Our industry can do better, and both advisors and clients should expect more, writes Farther’s CEO and co-founder.

The Federal Trade Commission recently announced a monumental decision: outlawing non-compete clauses in employment contracts. The move is sending shockwaves throughout the business world—particularly in the wealth management industry, which has historically relied on these clauses to lock in advisors under threat of legal action. While the rule's future hangs in the balance due to potential legal challenges, it's time for firms to ditch these outdated contracts and let advisors freely choose what is best for them and their clients.

The wealth management industry encompasses over 400,000 professionals managing trillions of dollars of the nation's wealth. Big banks, national brokerage houses or registered investor advisor conglomerates impose non-compete, non-solicit, and non-accept clauses on many advisors. Typically, these agreements attempt to restrict an advisor’s ability to leave the firm, barring them from working as an advisor for years at a time or restricting them from aiding their clients at another employer.

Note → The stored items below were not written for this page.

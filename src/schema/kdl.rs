//! KDL schema files.
//!
//! Lets a schema be declared in a file instead of in code, which is how the
//! `prefs` binary loads its schema.
//!
//! # KDL Schema
//!
//! ```kdl
//! schema "BusinessPreferences"
//!
//! group "General" label="General Settings" {
//!     pref "receipt_footer" type="string" default="Thank you!" max-length=200
//! }
//!
//! group "Fuel" label="Fuel Settings" {
//!     pref "max_prepay_amount" type="integer" default=15000 ge=0 label="Max prepay (cents)"
//!     pref "default_grade" type="string" default="regular" {
//!         choice "regular" "Regular"
//!         choice "premium" "Premium"
//!     }
//!     pref "tags" type="list" {
//!         default "a" "b"
//!     }
//! }
//! ```
//!
//! `pref` properties: `type` (required), `default`, `label`, `help-text`,
//! `required`, `ge`, `le`, `max-length`. List defaults are written as a
//! `default` child node with one argument per element.

use super::{Pref, PreferenceSchema, SchemaBuilder, ValueKind};
use crate::{Error, Result};
use kdl::{KdlDocument, KdlEntry, KdlNode, KdlValue};
use serde_json::{Number, Value};
use std::path::Path;

/// Build a schema from a parsed KDL document.
///
/// The document must contain exactly one `schema "Name"` node; `group` nodes
/// are registered in file order.
pub fn parse_schema(doc: &KdlDocument) -> Result<PreferenceSchema> {
    let mut name: Option<String> = None;
    let mut groups: Vec<(String, String, Vec<(String, Pref)>)> = Vec::new();

    for node in doc.nodes() {
        match node.name().value() {
            "schema" => {
                if name.is_some() {
                    return Err(Error::InvalidInput(
                        "schema node declared more than once".to_string(),
                    ));
                }
                name = Some(required_string_arg(node, "schema")?);
            }
            "group" => groups.push(parse_group_node(node)?),
            other => {
                return Err(Error::InvalidInput(format!(
                    "unknown top-level node '{}'",
                    other
                )));
            }
        }
    }

    let name = name
        .ok_or_else(|| Error::InvalidInput("missing `schema \"Name\"` node".to_string()))?;

    let mut builder = SchemaBuilder::new(name);
    for (group_name, label, prefs) in groups {
        builder = builder.group(group_name, label, |mut g| {
            for (key, pref) in prefs {
                g = g.add(key, pref);
            }
            g
        });
    }
    builder.build()
}

/// Parse KDL text into a schema.
pub fn parse_schema_str(content: &str) -> Result<PreferenceSchema> {
    let doc: KdlDocument = content
        .parse()
        .map_err(|e| Error::Kdl(format!("Failed to parse schema: {}", e)))?;
    parse_schema(&doc)
}

/// Load a schema from a KDL file.
pub fn load_schema_from_file(path: &Path) -> Result<PreferenceSchema> {
    if !path.exists() {
        return Err(Error::NotFound(format!(
            "schema file {}",
            path.display()
        )));
    }

    let content = std::fs::read_to_string(path)?;
    let doc: KdlDocument = content
        .parse()
        .map_err(|e| Error::Kdl(format!("Failed to parse {}: {}", path.display(), e)))?;

    let schema = parse_schema(&doc)?;
    tracing::debug!(path = %path.display(), schema = %schema.name(), "loaded schema file");
    Ok(schema)
}

fn parse_group_node(node: &KdlNode) -> Result<(String, String, Vec<(String, Pref)>)> {
    let name = required_string_arg(node, "group")?;
    let mut label = name.clone();

    for entry in properties(node) {
        match property_name(entry) {
            "label" => label = string_value(entry, "label")?,
            other => {
                return Err(Error::InvalidInput(format!(
                    "unknown property '{}' on group '{}'",
                    other, name
                )));
            }
        }
    }

    let mut prefs = Vec::new();
    if let Some(children) = node.children() {
        for child in children.nodes() {
            match child.name().value() {
                "pref" => prefs.push(parse_pref_node(child)?),
                other => {
                    return Err(Error::InvalidInput(format!(
                        "unknown node '{}' in group '{}'",
                        other, name
                    )));
                }
            }
        }
    }

    Ok((name, label, prefs))
}

fn parse_pref_node(node: &KdlNode) -> Result<(String, Pref)> {
    let key = required_string_arg(node, "pref")?;

    let kind = properties(node)
        .find(|e| property_name(e) == "type")
        .map(|e| string_value(e, "type"))
        .transpose()?
        .ok_or_else(|| Error::InvalidInput(format!("pref '{}' is missing type=", key)))?;
    let kind = ValueKind::parse(&kind).ok_or_else(|| {
        Error::InvalidInput(format!("unknown type '{}' for pref '{}'", kind, key))
    })?;

    let mut pref = Pref::new(kind);
    let mut has_default = false;

    for entry in properties(node) {
        match property_name(entry) {
            "type" => {}
            "default" => {
                pref = pref.with_default(to_json(entry.value())?);
                has_default = true;
            }
            "label" => pref = pref.with_label(string_value(entry, "label")?),
            "help-text" => pref = pref.with_help_text(string_value(entry, "help-text")?),
            "required" => {
                let required = entry.value().as_bool().ok_or_else(|| {
                    Error::InvalidInput(format!("required= on '{}' must be #true or #false", key))
                })?;
                pref = pref.with_required(required);
            }
            "ge" => pref = pref.with_ge(to_json(entry.value())?),
            "le" => pref = pref.with_le(to_json(entry.value())?),
            "max-length" => {
                let max = entry
                    .value()
                    .as_integer()
                    .and_then(|i| usize::try_from(i).ok())
                    .ok_or_else(|| {
                        Error::InvalidInput(format!(
                            "max-length on '{}' must be a non-negative integer",
                            key
                        ))
                    })?;
                pref = pref.with_max_length(max);
            }
            other => {
                return Err(Error::InvalidInput(format!(
                    "unknown property '{}' on pref '{}'",
                    other, key
                )));
            }
        }
    }

    let mut choices = Vec::new();
    if let Some(children) = node.children() {
        for child in children.nodes() {
            match child.name().value() {
                "choice" => {
                    let mut args = arguments(child);
                    let value = args
                        .next()
                        .map(|e| string_value(e, "choice"))
                        .transpose()?
                        .ok_or_else(|| {
                            Error::InvalidInput(format!("choice in '{}' needs a value", key))
                        })?;
                    let label = args
                        .next()
                        .map(|e| string_value(e, "choice"))
                        .transpose()?
                        .unwrap_or_else(|| value.clone());
                    choices.push((value, label));
                }
                "default" => {
                    if has_default {
                        return Err(Error::InvalidInput(format!(
                            "pref '{}' declares its default twice",
                            key
                        )));
                    }
                    let items = arguments(child)
                        .map(|e| to_json(e.value()))
                        .collect::<Result<Vec<_>>>()?;
                    pref = pref.with_default(Value::Array(items));
                    has_default = true;
                }
                other => {
                    return Err(Error::InvalidInput(format!(
                        "unknown node '{}' in pref '{}'",
                        other, key
                    )));
                }
            }
        }
    }
    if !choices.is_empty() {
        pref = pref.with_choices(choices);
    }

    Ok((key, pref))
}

/// Convert a KDL scalar to a JSON value.
fn to_json(value: &KdlValue) -> Result<Value> {
    match value {
        KdlValue::String(s) => Ok(Value::String(s.clone())),
        KdlValue::Integer(i) => i64::try_from(*i)
            .map(Value::from)
            .map_err(|_| Error::InvalidInput(format!("integer {} out of range", i))),
        KdlValue::Float(f) => Number::from_f64(*f)
            .map(Value::Number)
            .ok_or_else(|| Error::InvalidInput(format!("float {} is not finite", f))),
        KdlValue::Bool(b) => Ok(Value::Bool(*b)),
        KdlValue::Null => Ok(Value::Null),
    }
}

fn arguments(node: &KdlNode) -> impl Iterator<Item = &KdlEntry> {
    node.entries().iter().filter(|e| e.name().is_none())
}

fn properties(node: &KdlNode) -> impl Iterator<Item = &KdlEntry> {
    node.entries().iter().filter(|e| e.name().is_some())
}

fn property_name(entry: &KdlEntry) -> &str {
    entry.name().map(|n| n.value()).unwrap_or_default()
}

fn string_value(entry: &KdlEntry, what: &str) -> Result<String> {
    entry
        .value()
        .as_string()
        .map(|s| s.to_string())
        .ok_or_else(|| Error::InvalidInput(format!("{} must be a string", what)))
}

/// Get the first argument of a node as a string, or fail naming the node.
fn required_string_arg(node: &KdlNode, what: &str) -> Result<String> {
    arguments(node)
        .next()
        .and_then(|e| e.value().as_string())
        .map(|s| s.to_string())
        .ok_or_else(|| Error::InvalidInput(format!("{} node must have a name argument", what)))
}
//! Storage backend trait and implementations.
//!
//! - `FileBackend` - `records.json` inside a data directory (default)
//! - `MemoryBackend` - in-process JSON text, for tests and embedding

use super::Record;
use crate::{Error, Result};
use std::collections::BTreeMap;
use std::io::Write;
use std::path::{Path, PathBuf};
use tempfile::NamedTempFile;

/// Records keyed by name.
pub type RecordMap = BTreeMap<String, Record>;

/// Trait for storage backends that handle raw record persistence.
///
/// Backends persist each record's preference mapping verbatim; validation
/// happens in [`super::Storage`].
pub trait StorageBackend: Send + Sync {
    /// Read every stored record. A backend with nothing stored yet returns an empty map.
    fn read_records(&self) -> Result<RecordMap>;

    /// Replace the stored records.
    fn write_records(&mut self, records: &RecordMap) -> Result<()>;

    /// Get the storage location description (for display purposes).
    fn location(&self) -> String;

    /// Get the backend type.
    fn backend_type(&self) -> BackendType;
}

/// Available storage backend types.
#[derive(Debug, Clone, Copy, PartialEq, Eq)]
pub enum BackendType {
    File,
    Memory,
}

impl BackendType {
    /// Get the string representation.
    pub fn as_str(&self) -> &'static str {
        match self {
            Self::File => "file",
            Self::Memory => "memory",
        }
    }
}

impl std::fmt::Display for BackendType {
    fn fmt(&self, f: &mut std::fmt::Formatter<'_>) -> std::fmt::Result {
        write!(f, "{}", self.as_str())
    }
}

/// Stores records as pretty-printed JSON in `<dir>/records.json`.
#[derive(Debug, Clone)]
pub struct FileBackend {
    dir: PathBuf,
}

impl FileBackend {
    pub const FILE_NAME: &'static str = "records.json";

    pub fn new(dir: impl Into<PathBuf>) -> Self {
        Self { dir: dir.into() }
    }

    pub fn dir(&self) -> &Path {
        &self.dir
    }

    pub fn path(&self) -> PathBuf {
        self.dir.join(Self::FILE_NAME)
    }
}

impl StorageBackend for FileBackend {
    fn read_records(&self) -> Result<RecordMap> {
        let path = self.path();
        if !path.exists() {
            return Ok(RecordMap::new());
        }
        let content = std::fs::read_to_string(&path)?;
        if content.trim().is_empty() {
            return Ok(RecordMap::new());
        }
        Ok(serde_json::from_str(&content)?)
    }

    fn write_records(&mut self, records: &RecordMap) -> Result<()> {
        std::fs::create_dir_all(&self.dir)?;

        // Write next to the target so the rename stays on one filesystem.
        let mut tmp = NamedTempFile::new_in(&self.dir)?;
        serde_json::to_writer_pretty(&mut tmp, records)?;
        tmp.write_all(b"\n")?;
        tmp.as_file().sync_all()?;
        tmp.persist(self.path()).map_err(|e| Error::Io(e.error))?;
        Ok(())
    }

    fn location(&self) -> String {
        self.path().display().to_string()
    }

    fn backend_type(&self) -> BackendType {
        BackendType::File
    }
}

/// Keeps the serialized records in memory.
#[derive(Debug, Clone, Default)]
pub struct MemoryBackend {
    content: Option<String>,
}

impl MemoryBackend {
    pub fn new() -> Self {
        Self::default()
    }

    /// Start from existing JSON text, as if it had been written earlier.
    pub fn with_content(content: impl Into<String>) -> Self {
        Self {
            content: Some(content.into()),
        }
    }

    /// The last written JSON text, if any.
    pub fn content(&self) -> Option<&str> {
        self.content.as_deref()
    }
}

impl StorageBackend for MemoryBackend {
    fn read_records(&self) -> Result<RecordMap> {
        match &self.content {
            Some(content) => Ok(serde_json::from_str(content)?),
            None => Ok(RecordMap::new()),
        }
    }

    fn write_records(&mut self, records: &RecordMap) -> Result<()> {
        self.content = Some(serde_json::to_string(records)?);
        Ok(())
    }

    fn location(&self) -> String {
        "<memory>".to_string()
    }

    fn backend_type(&self) -> BackendType {
        BackendType::Memory
    }
}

A recent CNBC article outlining federal regulators' proposed rules featured the story of Ted Jenkin, a financial advisor who sold his practice in 2019. Ted found himself trapped in his RIA's non-solicit and non-compete agreement, which effectively barred him from working with any of his former clients or pursuing any other job in the industry, anywhere in the country, for five years.

"When you sell a business, essentially you're selling clients or ideas, but for you not to be able to work in this business makes no practical sense whatsoever," he lamented. What Ted initially saw as a golden opportunity in a burgeoning industry turned into a situation in which he could not even practice his chosen profession.

Ted is far from alone. Mergers and acquisitions within the RIA sector are up 20% compared to the same time a year earlier. This surge in activity might be exciting for the acquiring firms, but for the advisors who make up the companies being sold—often bystanders in these decisions—they can end up losing control over their businesses and their livelihoods.

The typical scenario plays out like this. First, decision-makers at the top of two firms agree to a sale and acquisition. Firms will keep advisor employees and clients in the dark until terms are agreed upon. Once the terms are announced, lengthy non-compete and non-solicit agreements are shared—sending many advisors out the door and to safer pastures, with the mindset it’s better to take your chances on a move (despite potential legal threats) than to lose your ability to ply your trade at another employer going forward. 

The thesis firms imposing these agreements argue is they deserve to retain clients (and more importantly, client revenue) because the firm has put in the work to develop those client relationships. However, that’s rarely the case. The advisors themselves—not their firms—painstakingly build and maintain personal client relationships. 

Financial professionals are often left to market themselves and cultivate their client base independently, in addition to their primary responsibility of managing clients' assets and offering personalized advice. We can see that the collective impact of firm-level marketing and brand at even the best-capitalized organizations does not meaningfully impact most advisors. If it did, 80% of advisors in Merrill’s old training program wouldn’t fail out after five years.

Even more damning, despite all the restrictions in place, when advisors do move, 80% of their clients make the move with them. Clearly, the thesis and current assumptions fail to hold water.

Non-compete agreements aren’t just damaging to an advisor’s freedom of association, they can also disrupt clients who trust that their advisor will act in their best interest. For instance, a financial advisor with the opportunity to transfer their clients' assets to another firm that offered superior technology, investment solutions and support would likely be restricted from making that move and achieving potentially better outcomes for themselves and their clients. In this case, it's not only the advisor who suffers but also the clients who entrust their advisor to safeguard and grow their wealth.

Advisors want to perform their jobs as effectively as possible for their clients. They’re limited in their ability to do so when firms compete on restrictions rather than on delivering great experiences and financial returns for their talent and their clients. Our industry can do better, and both advisors and clients should expect more. Thankfully, federal regulators seem aligned with the need for a very welcome change—not a moment too soon.